Я любил с учебником в руках валяться на кровати брата Михаила и рассматривать висевшую над нею цветистую олеографию «Венки» Якобия[53]: девушки в русских сарафанах, сидя в лодке, пускают венки по воде. Под олеографией висело расписание лекций юридического факультета, я вытвердил его наизусть, находя, что знать, что ординарный профессор Мрочек-Дроздовский читает историю русского права, а Чупров – политическую экономию, куда интереснее, чем затвердить стишки про букву «ять»:
Бѣл, бѣда, бѣлый, бѣс,
Вѣдать, вѣк, вѣнок, вѣра, вѣсъ
и т. д.
Вероятно, самые названия «политическая экономия», «энциклопедия права» манили меня загадочною непонятностью или полупонятностью, а имена профессоров Колоколов, Гамбаров, Янжул и в особенности зловещее Мрочек-Дроздовский звучали как прозвища каких-то невероятных существ!
Как бы то ни было, подробнейшее расписание лекций я вытвердил наизусть и мог безошибочно сказать брату, в какие часы и в какой аудитории читает такой-то профессор. Добавлю, что самое сильное впечатление производил на меня титул «экстраординарный профессор». Это звучало поистине «гордо и грозно»: экс-тра-ор-ди-нарный!
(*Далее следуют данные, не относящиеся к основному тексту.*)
// src/ecc/graph.rs

//! ECC lifecycle states and their legal-transition relation.
//!
//! The state set is deployment configuration. Nodes are the configured
//! lifecycle states plus the designated error state; an edge `a -> b` means
//! a transition from `a` to `b` may be requested.

use std::collections::HashMap;

use petgraph::algo::has_path_connecting;
use petgraph::graphmap::DiGraphMap;

use crate::errors::{DaqError, Result};
use crate::types::StateName;

pub const DEFAULT_STATE_ORDER: &[&str] = &["idle", "described", "prepared", "ready", "running"];
pub const DEFAULT_INITIAL_STATE: &str = "idle";
pub const DEFAULT_ERROR_STATE: &str = "error";

#[derive(Debug, Clone)]
pub struct StateGraph {
    names: Vec<StateName>,
    index: HashMap<StateName, usize>,
    edges: DiGraphMap<usize, ()>,
    initial: usize,
    error: usize,
}

impl StateGraph {
    /// Build and validate a state graph.
    ///
    /// With `transitions = None` the adjacency is the linear progression
    /// (each state to its neighbours, both ways), every lifecycle state to the
    /// error state, and the error state back to `initial`.
    pub fn new(
        order: &[StateName],
        initial: &str,
        error: &str,
        transitions: Option<&[(StateName, Vec<StateName>)]>,
    ) -> Result<Self> {
        if order.is_empty() {
            return Err(DaqError::ConfigError(
                "[states].order must name at least one state".to_string(),
            ));
        }

        let mut names: Vec<StateName> = Vec::with_capacity(order.len() + 1);
        let mut index = HashMap::new();
        for name in order.iter().map(String::as_str).chain(std::iter::once(error)) {
            let name = name.trim();
            if name.is_empty() {
                return Err(DaqError::ConfigError("state names must not be empty".to_string()));
            }
            if index.contains_key(name) {
                if name == error {
                    return Err(DaqError::ConfigError(format!(
                        "error state '{name}' must not also appear in [states].order"
                    )));
                }
                return Err(DaqError::ConfigError(format!(
                    "state '{name}' is listed more than once in [states].order"
                )));
            }
            index.insert(name.to_string(), names.len());
            names.push(name.to_string());
        }

        let lookup = |name: &str, what: &str| -> Result<usize> {
            index.get(name.trim()).copied().ok_or_else(|| {
                DaqError::ConfigError(format!("{what} refers to unknown state '{name}'"))
            })
        };

        let initial_idx = lookup(initial, "[states].initial")?;
        let error_idx = names.len() - 1;
        if initial_idx == error_idx {
            return Err(DaqError::ConfigError(
                "[states].initial must not be the error state".to_string(),
            ));
        }

        let mut edges = DiGraphMap::new();
        for i in 0..names.len() {
            edges.add_node(i);
        }

        match transitions {
            Some(table) => {
                for (from, targets) in table {
                    let from_idx = lookup(from, "[states.transitions]")?;
                    for to in targets {
                        let to_idx = lookup(to, &format!("[states.transitions].{from}"))?;
                        if from_idx == to_idx {
                            return Err(DaqError::ConfigError(format!(
                                "state '{from}' cannot transition to itself"
                            )));
                        }
                        edges.add_edge(from_idx, to_idx, ());
                    }
                }
            }
            None => {
                let lifecycle = error_idx;
                for i in 0..lifecycle {
                    if i + 1 < lifecycle {
                        edges.add_edge(i, i + 1, ());
                        edges.add_edge(i + 1, i, ());
                    }
                    edges.add_edge(i, error_idx, ());
                }
                edges.add_edge(error_idx, initial_idx, ());
            }
        }

        for (idx, name) in names.iter().enumerate().take(error_idx) {
            if !has_path_connecting(&edges, initial_idx, idx, None) {
                return Err(DaqError::ConfigError(format!(
                    "state '{name}' is unreachable from initial state '{}'",
                    names[initial_idx]
                )));
            }
        }

        Ok(Self {
            names,
            index,
            edges,
            initial: initial_idx,
            error: error_idx,
        })
    }

    /// The five-state progression used when `[states]` is omitted.
    pub fn default_lifecycle() -> Result<Self> {
        let order: Vec<StateName> = DEFAULT_STATE_ORDER.iter().map(|s| s.to_string()).collect();
        Self::new(&order, DEFAULT_INITIAL_STATE, DEFAULT_ERROR_STATE, None)
    }

    pub fn initial(&self) -> &str {
        &self.names[self.initial]
    }

    pub fn error_state(&self) -> &str {
        &self.names[self.error]
    }

    pub fn contains(&self, state: &str) -> bool {
        self.index.contains_key(state)
    }

    /// All states, lifecycle order first, error state last.
    pub fn states(&self) -> impl Iterator<Item = &str> {
        self.names.iter().map(String::as_str)
    }

    /// States a transition may be requested to from `from`.
    pub fn legal_targets(&self, from: &str) -> Vec<&str> {
        let Some(&idx) = self.index.get(from) else {
            return Vec::new();
        };
        let mut targets: Vec<usize> = self.edges.neighbors(idx).collect();
        targets.sort_unstable();
        targets.into_iter().map(|i| self.names[i].as_str()).collect()
    }

    /// Check a requested transition against the recorded state.
    ///
    /// A node with no recorded state is treated as being in the initial state.
    pub fn check_transition(&self, recorded: Option<&str>, target: &str) -> Result<()> {
        let from = recorded.unwrap_or_else(|| self.initial());
        let illegal = || DaqError::IllegalTransition {
            from: from.to_string(),
            to: target.to_string(),
        };
        let from_idx = *self.index.get(from).ok_or_else(illegal)?;
        let to_idx = *self.index.get(target).ok_or_else(illegal)?;
        if self.edges.contains_edge(from_idx, to_idx) {
            Ok(())
        } else {
            Err(illegal())
        }
    }

    /// A reported state settles a transition to `target` when it is the
    /// target itself or the error state.
    pub fn is_acknowledgment(&self, target: &str, observed: &str) -> bool {
        observed == target || observed == self.error_state()
    }
}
Под расписанием лекций висел в виде подчасника шелковый рог изобилия.
Стол, за которым брат готовился к лекциям, а нам давал уроки, был весь изрисован чернильными и карандашными профилями, головками и силуэтами профессоров и актеров Большого театра; это было делом брата Михаила.
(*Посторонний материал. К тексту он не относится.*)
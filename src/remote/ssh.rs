// src/remote/ssh.rs

//! `russh`-backed implementation of [`Connector`] / [`RemoteShell`].
//!
//! Host keys follow a trust-on-first-use policy: a key matching
//! `known_hosts`, or a host that is not listed there at all, is accepted; a
//! key that contradicts a `known_hosts` entry is refused. Authentication is
//! public-key only.

use std::path::PathBuf;
use std::sync::Arc;

use async_trait::async_trait;
use russh::client::{self, Handle};
use russh::{ChannelMsg, Disconnect};
use russh_keys::key;
use tracing::{debug, info, warn};

use crate::errors::{DaqError, Result};
use crate::remote::ssh_config::{self, ResolvedTarget, SshConfig};
use crate::remote::transport::{BoxFuture, CommandOutput, ConnectTarget, Connector, RemoteShell};

/// Default private keys tried after any configured `IdentityFile`s.
const DEFAULT_IDENTITIES: &[&str] = &["~/.ssh/id_ed25519", "~/.ssh/id_ecdsa", "~/.ssh/id_rsa"];

/// Connection settings shared by every session.
#[derive(Debug, Clone, Default)]
pub struct SshSettings {
    /// Client configuration file; `None` disables config lookup.
    pub config_path: Option<PathBuf>,
    /// Extra private keys tried after the config file's `IdentityFile`s.
    pub identity_files: Vec<PathBuf>,
}

/// Opens SSH sessions to worker hosts.
#[derive(Debug, Clone)]
pub struct SshConnector {
    settings: SshSettings,
}

impl SshConnector {
    pub fn new(settings: SshSettings) -> Self {
        Self { settings }
    }

    async fn resolve(&self, target: &ConnectTarget) -> Result<ResolvedTarget> {
        let config = match &self.settings.config_path {
            Some(path) => SshConfig::load(path).await.map_err(|e| {
                DaqError::Connection(format!("reading ssh config {}: {e}", path.display()))
            })?,
            None => SshConfig::default(),
        };
        ssh_config::resolve(&config, target, ssh_config::local_username()).map_err(|e| match e {
            DaqError::Connection(msg) => DaqError::Connection(msg),
            other => DaqError::Connection(other.to_string()),
        })
    }

    fn candidate_keys(&self, resolved: &ResolvedTarget) -> Vec<PathBuf> {
        let mut keys: Vec<PathBuf> = resolved.identity_files.clone();
        keys.extend(self.settings.identity_files.iter().cloned());
        keys.extend(DEFAULT_IDENTITIES.iter().map(|p| ssh_config::expand_home(p)));
        keys.dedup();
        keys
    }

    async fn open(&self, target: &ConnectTarget) -> Result<SshShell> {
        let resolved = self.resolve(target).await?;
        debug!(
            host = %target.host,
            hostname = %resolved.hostname,
            port = resolved.port,
            user = %resolved.username,
            "opening ssh session"
        );

        let config = Arc::new(client::Config::default());
        let handler = TrustOnFirstUse {
            host: resolved.hostname.clone(),
            port: resolved.port,
        };
        let mut handle = client::connect(
            config,
            (resolved.hostname.as_str(), resolved.port),
            handler,
        )
        .await
        .map_err(|e| {
            DaqError::Connection(format!(
                "connecting to {}:{}: {e}",
                resolved.hostname, resolved.port
            ))
        })?;

        let mut tried = 0usize;
        for path in self.candidate_keys(&resolved) {
            if !path.is_file() {
                continue;
            }
            let key_pair = match russh_keys::load_secret_key(&path, None) {
                Ok(k) => k,
                Err(e) => {
                    debug!(key = %path.display(), error = %e, "skipping unusable private key");
                    continue;
                }
            };
            tried += 1;
            let accepted = handle
                .authenticate_publickey(resolved.username.clone(), Arc::new(key_pair))
                .await
                .map_err(|e| DaqError::Connection(format!("authenticating to {}: {e}", target.host)))?;
            if accepted {
                return Ok(SshShell {
                    host: target.host.clone(),
                    handle: Some(handle),
                });
            }
        }

        let _ = handle
            .disconnect(Disconnect::ByApplication, "authentication failed", "en")
            .await;
        Err(DaqError::Connection(format!(
            "public key authentication to {}@{} failed ({tried} key(s) tried)",
            resolved.username, target.host
        )))
    }
}

impl Connector for SshConnector {
    fn connect<'a>(
        &'a self,
        target: &'a ConnectTarget,
    ) -> BoxFuture<'a, Result<Box<dyn RemoteShell>>> {
        Box::pin(async move {
            let shell = self.open(target).await?;
            Ok(Box::new(shell) as Box<dyn RemoteShell>)
        })
    }
}

struct TrustOnFirstUse {
    host: String,
    port: u16,
}

#[async_trait]
impl client::Handler for TrustOnFirstUse {
    type Error = russh::Error;

    async fn check_server_key(
        &mut self,
        server_public_key: &key::PublicKey,
    ) -> std::result::Result<bool, Self::Error> {
        match russh_keys::check_known_hosts(&self.host, self.port, server_public_key) {
            Ok(true) => Ok(true),
            Ok(false) => {
                info!(host = %self.host, port = self.port, "accepting unknown host key");
                Ok(true)
            }
            Err(russh_keys::Error::KeyChanged { line }) => {
                warn!(
                    host = %self.host,
                    port = self.port,
                    known_hosts_line = line,
                    "host key does not match known_hosts; refusing connection"
                );
                Ok(false)
            }
            Err(e) => {
                debug!(host = %self.host, error = %e, "known_hosts unreadable; accepting host key");
                Ok(true)
            }
        }
    }
}

/// One authenticated SSH connection.
pub struct SshShell {
    host: String,
    handle: Option<Handle<TrustOnFirstUse>>,
}

impl SshShell {
    async fn run(&mut self, command: &str) -> Result<CommandOutput> {
        let handle = self
            .handle
            .as_ref()
            .ok_or_else(|| DaqError::Connection(format!("session to {} already closed", self.host)))?;

        let mut channel = handle
            .channel_open_session()
            .await
            .map_err(|e| DaqError::Connection(format!("opening channel to {}: {e}", self.host)))?;
        channel
            .exec(true, command)
            .await
            .map_err(|e| DaqError::Connection(format!("starting command on {}: {e}", self.host)))?;

        let mut stdout = Vec::new();
        let mut stderr = Vec::new();
        let mut exit_status = None;
        while let Some(msg) = channel.wait().await {
            match msg {
                ChannelMsg::Data { ref data } => stdout.extend_from_slice(data),
                ChannelMsg::ExtendedData { ref data, ext } if ext == 1 => {
                    stderr.extend_from_slice(data)
                }
                ChannelMsg::ExitStatus { exit_status: code } => exit_status = Some(code),
                _ => {}
            }
        }

        Ok(CommandOutput {
            exit_status,
            stdout: String::from_utf8_lossy(&stdout).into_owned(),
            stderr: String::from_utf8_lossy(&stderr).into_owned(),
        })
    }
}

impl RemoteShell for SshShell {
    fn exec<'a>(&'a mut self, command: &'a str) -> BoxFuture<'a, Result<CommandOutput>> {
        Box::pin(self.run(command))
    }

    fn close(&mut self) -> BoxFuture<'_, ()> {
        Box::pin(async move {
            if let Some(handle) = self.handle.take() {
                if let Err(e) = handle
                    .disconnect(Disconnect::ByApplication, "", "en")
                    .await
                {
                    debug!(host = %self.host, error = %e, "error while disconnecting");
                }
            }
        })
    }

    fn abort(&mut self) {
        let Some(handle) = self.handle.take() else {
            return;
        };
        let host = self.host.clone();
        match tokio::runtime::Handle::try_current() {
            Ok(rt) => {
                rt.spawn(async move {
                    if let Err(e) = handle
                        .disconnect(Disconnect::ByApplication, "", "en")
                        .await
                    {
                        debug!(host = %host, error = %e, "error while aborting session");
                    }
                });
            }
            // Without a runtime the handle is simply dropped, which ends the
            // client's background task.
            Err(_) => drop(handle),
        }
    }
}

impl Drop for SshShell {
    fn drop(&mut self) {
        self.abort();
    }
}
Стены его комнаты были оштукатурены и выбелены, на них была та же нелепая пестрядь голов, профилей и силуэтов. На одной из стен висели олеографии Зичи[54] к «Демону» и к «Тарасу Бульбе». Это были первые зримые облики великих образов словесных, запомнившиеся мне на всю жизнь. Была и висячая этажерка с литографированными лекциями и с немногими книгами. Из них я запомнил две поразившие меня фамилии – Помяловский и Златовратский. Ни того, ни другого я не полюбил, когда заглянул в эти книги.
Из Мишиной комнаты был запрещенный для нас и вообще закрытый выход в «молодцовскую»; проделанный в толстой кирпичной стене, он был завешен занавеской и служил брату гардеробом. Нам он казался ходом в какое-то подземелье, вроде того, что изображено на картине Зичи с его польской красавицей, томящейся от голода и ждущей себе избавителя в лице Андрия Бульбы. И в самом деле, ход этот был странен, как и вообще было странно, что другая половина нижнего жилья устроена на низких сводах, отделена от первой половины толстейшей капитальной стеной, а уровень пола в ней значительно ниже, чем в главной половине нижнего жилья. Все это было тайной неизвестных строителей старого дома. Через эту запретную дверь, случалось, мы исчезали из классной в «молодцовскую», на волю, от оков Гилярова-Кирпичникова, Малинина-Буренина и прочих первоначальных мучителей моего отрочества.
Самым же таинственным в доме была для нас действительно непонятная горница, смежная с большой комнатой младших сестер.
Из этой комнаты дверь вела в деревянную оштукатуренную пристройку, на которой покоилась обширная, уже знакомая нам терраса, выступавшая прямоугольником в сад.
В пристройке этой и был проход из нижнего жилья в сад, в летнее время всегда открытый и залитый солнцем. Но рядом с проходом было особое помещение с голландской печью, с окнами: одно выходило в сад, другое – почему-то в комнату сестер. Окна эти были наглухо закрыты раз навсегда ставнями; печь в горнице никогда не топилась и медленно разрушалась; горница была завалена всяким хламом; в ней пахло мышами; и только в два сердечка, прорезанные в ставнях, проникал в горницу солнечный свет; на фоне застоялой тьмы эти сердечки пламенели горячей кровью.